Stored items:

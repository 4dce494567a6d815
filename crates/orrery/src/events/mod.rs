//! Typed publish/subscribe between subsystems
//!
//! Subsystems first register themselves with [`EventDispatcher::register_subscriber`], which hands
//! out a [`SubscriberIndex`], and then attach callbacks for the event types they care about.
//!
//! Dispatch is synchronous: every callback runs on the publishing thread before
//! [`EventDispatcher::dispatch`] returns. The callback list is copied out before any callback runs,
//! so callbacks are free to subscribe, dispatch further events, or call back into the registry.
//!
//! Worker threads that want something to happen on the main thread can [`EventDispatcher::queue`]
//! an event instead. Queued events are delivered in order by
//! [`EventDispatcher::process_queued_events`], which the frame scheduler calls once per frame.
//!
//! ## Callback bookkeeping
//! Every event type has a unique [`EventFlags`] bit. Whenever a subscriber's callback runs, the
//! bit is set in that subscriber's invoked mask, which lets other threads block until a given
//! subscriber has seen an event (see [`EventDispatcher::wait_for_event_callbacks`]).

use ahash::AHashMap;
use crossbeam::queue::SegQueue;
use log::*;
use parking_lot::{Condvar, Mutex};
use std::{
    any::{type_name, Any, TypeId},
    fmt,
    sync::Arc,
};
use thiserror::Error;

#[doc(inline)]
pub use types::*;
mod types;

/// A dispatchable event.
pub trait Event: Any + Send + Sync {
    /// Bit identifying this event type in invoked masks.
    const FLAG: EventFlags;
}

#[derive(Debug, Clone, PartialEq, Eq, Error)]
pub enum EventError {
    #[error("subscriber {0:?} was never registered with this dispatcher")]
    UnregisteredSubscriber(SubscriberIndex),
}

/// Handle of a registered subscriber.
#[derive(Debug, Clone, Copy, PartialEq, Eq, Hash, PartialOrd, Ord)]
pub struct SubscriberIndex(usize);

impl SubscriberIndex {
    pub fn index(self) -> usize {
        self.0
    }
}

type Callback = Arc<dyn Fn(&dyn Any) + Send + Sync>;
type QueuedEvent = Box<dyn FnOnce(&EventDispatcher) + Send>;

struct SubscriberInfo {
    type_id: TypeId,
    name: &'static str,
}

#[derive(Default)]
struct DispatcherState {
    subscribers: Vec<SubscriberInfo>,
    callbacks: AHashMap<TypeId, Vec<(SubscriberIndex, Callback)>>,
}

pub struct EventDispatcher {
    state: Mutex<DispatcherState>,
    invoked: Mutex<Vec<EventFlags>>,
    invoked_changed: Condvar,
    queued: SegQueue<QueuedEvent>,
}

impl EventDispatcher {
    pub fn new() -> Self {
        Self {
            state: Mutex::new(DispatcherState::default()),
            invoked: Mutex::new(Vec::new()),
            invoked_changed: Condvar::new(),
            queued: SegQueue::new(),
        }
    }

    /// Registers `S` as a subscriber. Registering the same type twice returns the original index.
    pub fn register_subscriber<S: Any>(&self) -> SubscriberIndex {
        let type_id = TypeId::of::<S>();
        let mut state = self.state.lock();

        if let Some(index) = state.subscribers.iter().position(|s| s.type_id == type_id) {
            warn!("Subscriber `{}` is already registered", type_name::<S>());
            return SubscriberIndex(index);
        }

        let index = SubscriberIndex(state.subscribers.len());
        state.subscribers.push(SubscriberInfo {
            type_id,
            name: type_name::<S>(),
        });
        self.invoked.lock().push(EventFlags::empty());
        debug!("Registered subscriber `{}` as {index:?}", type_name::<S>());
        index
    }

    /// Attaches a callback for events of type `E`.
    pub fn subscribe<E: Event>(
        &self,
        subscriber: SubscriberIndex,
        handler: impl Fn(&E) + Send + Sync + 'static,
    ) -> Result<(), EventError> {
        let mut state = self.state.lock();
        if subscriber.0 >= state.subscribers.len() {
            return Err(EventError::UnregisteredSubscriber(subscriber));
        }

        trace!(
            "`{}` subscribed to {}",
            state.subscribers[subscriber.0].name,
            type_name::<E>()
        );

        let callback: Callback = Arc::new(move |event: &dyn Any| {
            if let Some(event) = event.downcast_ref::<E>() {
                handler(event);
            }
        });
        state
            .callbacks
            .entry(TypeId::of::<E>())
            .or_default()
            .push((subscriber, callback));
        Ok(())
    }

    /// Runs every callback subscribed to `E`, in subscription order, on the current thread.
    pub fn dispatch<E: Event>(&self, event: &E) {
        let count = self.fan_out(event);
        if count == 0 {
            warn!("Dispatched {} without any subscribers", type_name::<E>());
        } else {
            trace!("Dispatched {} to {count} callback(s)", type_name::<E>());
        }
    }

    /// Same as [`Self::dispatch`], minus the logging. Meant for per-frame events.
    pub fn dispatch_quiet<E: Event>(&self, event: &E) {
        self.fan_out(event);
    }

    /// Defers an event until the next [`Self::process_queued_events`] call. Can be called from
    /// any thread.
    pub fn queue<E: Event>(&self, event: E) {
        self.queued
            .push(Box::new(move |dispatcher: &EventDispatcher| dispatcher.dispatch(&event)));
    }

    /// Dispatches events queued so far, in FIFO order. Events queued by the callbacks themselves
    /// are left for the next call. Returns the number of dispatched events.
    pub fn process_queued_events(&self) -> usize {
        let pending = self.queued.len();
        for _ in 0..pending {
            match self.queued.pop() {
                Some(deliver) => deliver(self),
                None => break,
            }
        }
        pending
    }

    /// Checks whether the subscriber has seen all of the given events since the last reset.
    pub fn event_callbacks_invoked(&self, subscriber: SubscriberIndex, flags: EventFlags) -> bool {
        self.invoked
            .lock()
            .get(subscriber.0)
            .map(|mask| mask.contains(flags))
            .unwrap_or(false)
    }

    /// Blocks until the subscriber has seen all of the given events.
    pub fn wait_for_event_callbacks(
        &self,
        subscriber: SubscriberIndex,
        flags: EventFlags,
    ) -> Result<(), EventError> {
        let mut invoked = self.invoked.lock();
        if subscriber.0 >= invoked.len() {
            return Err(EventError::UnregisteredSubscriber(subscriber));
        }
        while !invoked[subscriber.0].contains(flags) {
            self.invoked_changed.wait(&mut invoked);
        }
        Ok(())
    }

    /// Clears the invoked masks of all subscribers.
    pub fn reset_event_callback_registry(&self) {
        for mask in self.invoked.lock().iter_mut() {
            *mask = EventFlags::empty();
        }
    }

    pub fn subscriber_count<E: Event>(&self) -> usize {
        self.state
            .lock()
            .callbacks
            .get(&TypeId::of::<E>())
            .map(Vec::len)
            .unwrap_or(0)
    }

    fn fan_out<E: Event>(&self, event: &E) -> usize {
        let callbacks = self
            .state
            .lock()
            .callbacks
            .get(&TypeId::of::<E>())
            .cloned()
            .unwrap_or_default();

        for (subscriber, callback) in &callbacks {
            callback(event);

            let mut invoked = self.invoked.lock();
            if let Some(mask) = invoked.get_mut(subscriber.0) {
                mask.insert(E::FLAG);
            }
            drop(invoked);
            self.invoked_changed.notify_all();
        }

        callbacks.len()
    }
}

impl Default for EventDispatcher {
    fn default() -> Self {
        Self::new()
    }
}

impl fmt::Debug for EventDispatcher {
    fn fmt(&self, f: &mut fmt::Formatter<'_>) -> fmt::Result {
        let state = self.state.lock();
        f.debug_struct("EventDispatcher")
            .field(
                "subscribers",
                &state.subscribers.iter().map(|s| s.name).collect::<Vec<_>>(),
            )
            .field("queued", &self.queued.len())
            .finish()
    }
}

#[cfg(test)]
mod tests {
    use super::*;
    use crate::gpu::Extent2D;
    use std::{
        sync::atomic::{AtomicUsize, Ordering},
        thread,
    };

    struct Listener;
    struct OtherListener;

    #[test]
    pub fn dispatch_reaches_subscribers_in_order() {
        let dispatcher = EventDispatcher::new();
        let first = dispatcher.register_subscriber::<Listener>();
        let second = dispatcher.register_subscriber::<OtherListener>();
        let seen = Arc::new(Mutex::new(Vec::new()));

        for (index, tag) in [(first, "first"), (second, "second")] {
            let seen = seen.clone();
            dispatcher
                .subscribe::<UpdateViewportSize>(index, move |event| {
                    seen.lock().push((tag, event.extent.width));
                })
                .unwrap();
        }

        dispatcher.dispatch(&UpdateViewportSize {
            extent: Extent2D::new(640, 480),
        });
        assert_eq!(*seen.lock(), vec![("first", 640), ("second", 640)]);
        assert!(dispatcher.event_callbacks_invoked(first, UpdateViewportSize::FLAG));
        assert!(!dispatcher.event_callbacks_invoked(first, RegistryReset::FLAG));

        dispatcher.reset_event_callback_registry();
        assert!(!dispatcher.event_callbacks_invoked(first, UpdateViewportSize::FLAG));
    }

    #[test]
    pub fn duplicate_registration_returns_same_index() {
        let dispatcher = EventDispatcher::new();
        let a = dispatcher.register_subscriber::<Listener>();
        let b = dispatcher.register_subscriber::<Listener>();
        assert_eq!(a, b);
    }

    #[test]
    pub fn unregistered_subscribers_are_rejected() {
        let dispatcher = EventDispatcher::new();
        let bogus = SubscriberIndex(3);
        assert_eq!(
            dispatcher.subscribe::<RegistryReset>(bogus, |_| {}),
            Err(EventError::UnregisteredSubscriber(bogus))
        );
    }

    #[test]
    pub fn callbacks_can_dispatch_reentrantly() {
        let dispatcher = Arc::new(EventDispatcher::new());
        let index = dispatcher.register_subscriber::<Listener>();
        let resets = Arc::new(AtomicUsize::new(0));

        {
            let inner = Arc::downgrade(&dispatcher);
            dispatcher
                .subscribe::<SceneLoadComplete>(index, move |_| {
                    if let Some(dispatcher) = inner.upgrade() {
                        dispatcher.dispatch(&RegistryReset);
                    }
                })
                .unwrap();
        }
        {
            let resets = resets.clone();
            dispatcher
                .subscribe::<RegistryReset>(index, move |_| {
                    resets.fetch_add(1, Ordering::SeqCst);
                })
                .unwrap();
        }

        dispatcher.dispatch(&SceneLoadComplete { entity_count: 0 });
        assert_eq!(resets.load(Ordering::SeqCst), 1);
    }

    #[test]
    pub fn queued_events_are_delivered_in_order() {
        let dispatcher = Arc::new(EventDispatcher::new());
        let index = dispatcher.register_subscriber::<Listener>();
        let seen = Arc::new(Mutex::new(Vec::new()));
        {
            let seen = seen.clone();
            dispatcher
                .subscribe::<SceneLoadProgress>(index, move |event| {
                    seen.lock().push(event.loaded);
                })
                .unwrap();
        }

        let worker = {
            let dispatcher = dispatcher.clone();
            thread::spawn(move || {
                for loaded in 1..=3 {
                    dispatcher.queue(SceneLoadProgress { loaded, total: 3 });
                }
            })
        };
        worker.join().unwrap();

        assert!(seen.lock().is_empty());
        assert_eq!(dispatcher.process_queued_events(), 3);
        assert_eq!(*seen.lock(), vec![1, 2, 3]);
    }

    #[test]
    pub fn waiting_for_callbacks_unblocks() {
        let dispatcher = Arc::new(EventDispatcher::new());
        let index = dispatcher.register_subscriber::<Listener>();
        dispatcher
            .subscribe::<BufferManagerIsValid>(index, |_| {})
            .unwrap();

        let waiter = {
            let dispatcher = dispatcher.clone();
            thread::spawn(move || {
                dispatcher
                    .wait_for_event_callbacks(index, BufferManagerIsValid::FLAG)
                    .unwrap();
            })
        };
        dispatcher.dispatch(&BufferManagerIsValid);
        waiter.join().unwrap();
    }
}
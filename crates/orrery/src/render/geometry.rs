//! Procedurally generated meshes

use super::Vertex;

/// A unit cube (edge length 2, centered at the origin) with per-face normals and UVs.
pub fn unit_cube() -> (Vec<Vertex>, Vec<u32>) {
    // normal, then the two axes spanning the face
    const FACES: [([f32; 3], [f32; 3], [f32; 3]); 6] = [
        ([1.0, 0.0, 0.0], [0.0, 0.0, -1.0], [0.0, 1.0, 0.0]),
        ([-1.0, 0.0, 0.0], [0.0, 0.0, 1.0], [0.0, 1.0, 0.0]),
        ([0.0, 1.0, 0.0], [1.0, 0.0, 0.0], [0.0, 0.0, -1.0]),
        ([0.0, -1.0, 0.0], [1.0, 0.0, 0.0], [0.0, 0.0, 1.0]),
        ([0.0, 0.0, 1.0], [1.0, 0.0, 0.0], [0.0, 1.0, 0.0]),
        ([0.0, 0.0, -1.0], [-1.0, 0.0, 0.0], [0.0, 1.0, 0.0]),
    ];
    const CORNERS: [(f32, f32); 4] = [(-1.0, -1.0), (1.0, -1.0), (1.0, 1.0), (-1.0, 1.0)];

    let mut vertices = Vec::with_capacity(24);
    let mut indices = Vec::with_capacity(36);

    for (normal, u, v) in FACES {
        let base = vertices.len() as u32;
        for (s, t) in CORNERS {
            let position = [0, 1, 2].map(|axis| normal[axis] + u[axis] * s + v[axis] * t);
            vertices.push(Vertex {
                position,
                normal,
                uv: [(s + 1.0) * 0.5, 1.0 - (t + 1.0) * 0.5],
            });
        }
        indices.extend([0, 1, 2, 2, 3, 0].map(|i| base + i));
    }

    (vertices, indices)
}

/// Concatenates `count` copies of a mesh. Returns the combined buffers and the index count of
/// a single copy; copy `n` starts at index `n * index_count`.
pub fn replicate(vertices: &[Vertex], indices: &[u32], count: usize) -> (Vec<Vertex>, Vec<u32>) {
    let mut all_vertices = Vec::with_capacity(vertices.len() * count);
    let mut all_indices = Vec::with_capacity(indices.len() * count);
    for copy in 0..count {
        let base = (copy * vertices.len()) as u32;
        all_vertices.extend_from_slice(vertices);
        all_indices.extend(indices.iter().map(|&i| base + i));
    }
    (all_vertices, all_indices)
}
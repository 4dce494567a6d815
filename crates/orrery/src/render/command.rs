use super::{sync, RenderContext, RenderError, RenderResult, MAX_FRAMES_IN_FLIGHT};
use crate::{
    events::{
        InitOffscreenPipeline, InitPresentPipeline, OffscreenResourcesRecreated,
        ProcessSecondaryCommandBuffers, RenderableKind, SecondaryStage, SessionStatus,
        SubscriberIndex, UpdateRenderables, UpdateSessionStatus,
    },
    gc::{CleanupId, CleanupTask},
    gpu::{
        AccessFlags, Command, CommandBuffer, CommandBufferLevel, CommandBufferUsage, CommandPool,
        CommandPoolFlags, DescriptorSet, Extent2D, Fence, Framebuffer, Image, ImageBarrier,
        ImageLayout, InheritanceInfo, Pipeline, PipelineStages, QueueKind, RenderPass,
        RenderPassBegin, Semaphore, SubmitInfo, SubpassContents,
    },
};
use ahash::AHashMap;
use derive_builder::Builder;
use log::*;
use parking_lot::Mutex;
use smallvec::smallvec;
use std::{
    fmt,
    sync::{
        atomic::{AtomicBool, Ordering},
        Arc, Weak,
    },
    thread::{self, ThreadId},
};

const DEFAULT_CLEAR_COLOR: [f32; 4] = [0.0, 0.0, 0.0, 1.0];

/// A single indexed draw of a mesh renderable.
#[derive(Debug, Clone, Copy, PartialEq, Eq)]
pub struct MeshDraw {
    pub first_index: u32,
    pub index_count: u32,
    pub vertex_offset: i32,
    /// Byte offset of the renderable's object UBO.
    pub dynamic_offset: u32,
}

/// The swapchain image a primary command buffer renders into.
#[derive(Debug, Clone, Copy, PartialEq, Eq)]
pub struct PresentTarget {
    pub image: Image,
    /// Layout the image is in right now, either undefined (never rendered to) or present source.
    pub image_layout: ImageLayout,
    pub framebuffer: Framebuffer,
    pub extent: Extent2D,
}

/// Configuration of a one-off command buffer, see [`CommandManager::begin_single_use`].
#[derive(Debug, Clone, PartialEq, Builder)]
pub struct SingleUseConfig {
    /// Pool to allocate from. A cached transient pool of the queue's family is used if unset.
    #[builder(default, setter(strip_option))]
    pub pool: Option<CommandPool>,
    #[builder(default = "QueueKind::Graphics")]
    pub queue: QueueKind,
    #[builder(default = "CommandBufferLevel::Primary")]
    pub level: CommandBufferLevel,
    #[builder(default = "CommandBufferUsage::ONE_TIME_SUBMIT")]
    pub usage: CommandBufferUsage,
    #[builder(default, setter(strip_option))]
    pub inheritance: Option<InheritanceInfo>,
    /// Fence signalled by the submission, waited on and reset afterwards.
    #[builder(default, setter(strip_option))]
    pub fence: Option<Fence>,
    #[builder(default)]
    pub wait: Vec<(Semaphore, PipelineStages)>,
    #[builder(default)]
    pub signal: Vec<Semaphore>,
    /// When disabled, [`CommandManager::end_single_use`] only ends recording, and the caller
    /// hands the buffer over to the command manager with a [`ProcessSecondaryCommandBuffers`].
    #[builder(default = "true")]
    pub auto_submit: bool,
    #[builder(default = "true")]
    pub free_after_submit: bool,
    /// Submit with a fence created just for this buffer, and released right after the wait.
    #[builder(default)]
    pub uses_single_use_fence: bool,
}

** Try it **
For every line above that holds the word "base", report the whole line.

** Response to the task **
        let base = vertices.len() as u32;
        indices.extend([0, 1, 2, 2, 3, 0].map(|i| base + i));
        let base = (copy * vertices.len()) as u32;
        all_indices.extend(indices.iter().map(|&i| base + i));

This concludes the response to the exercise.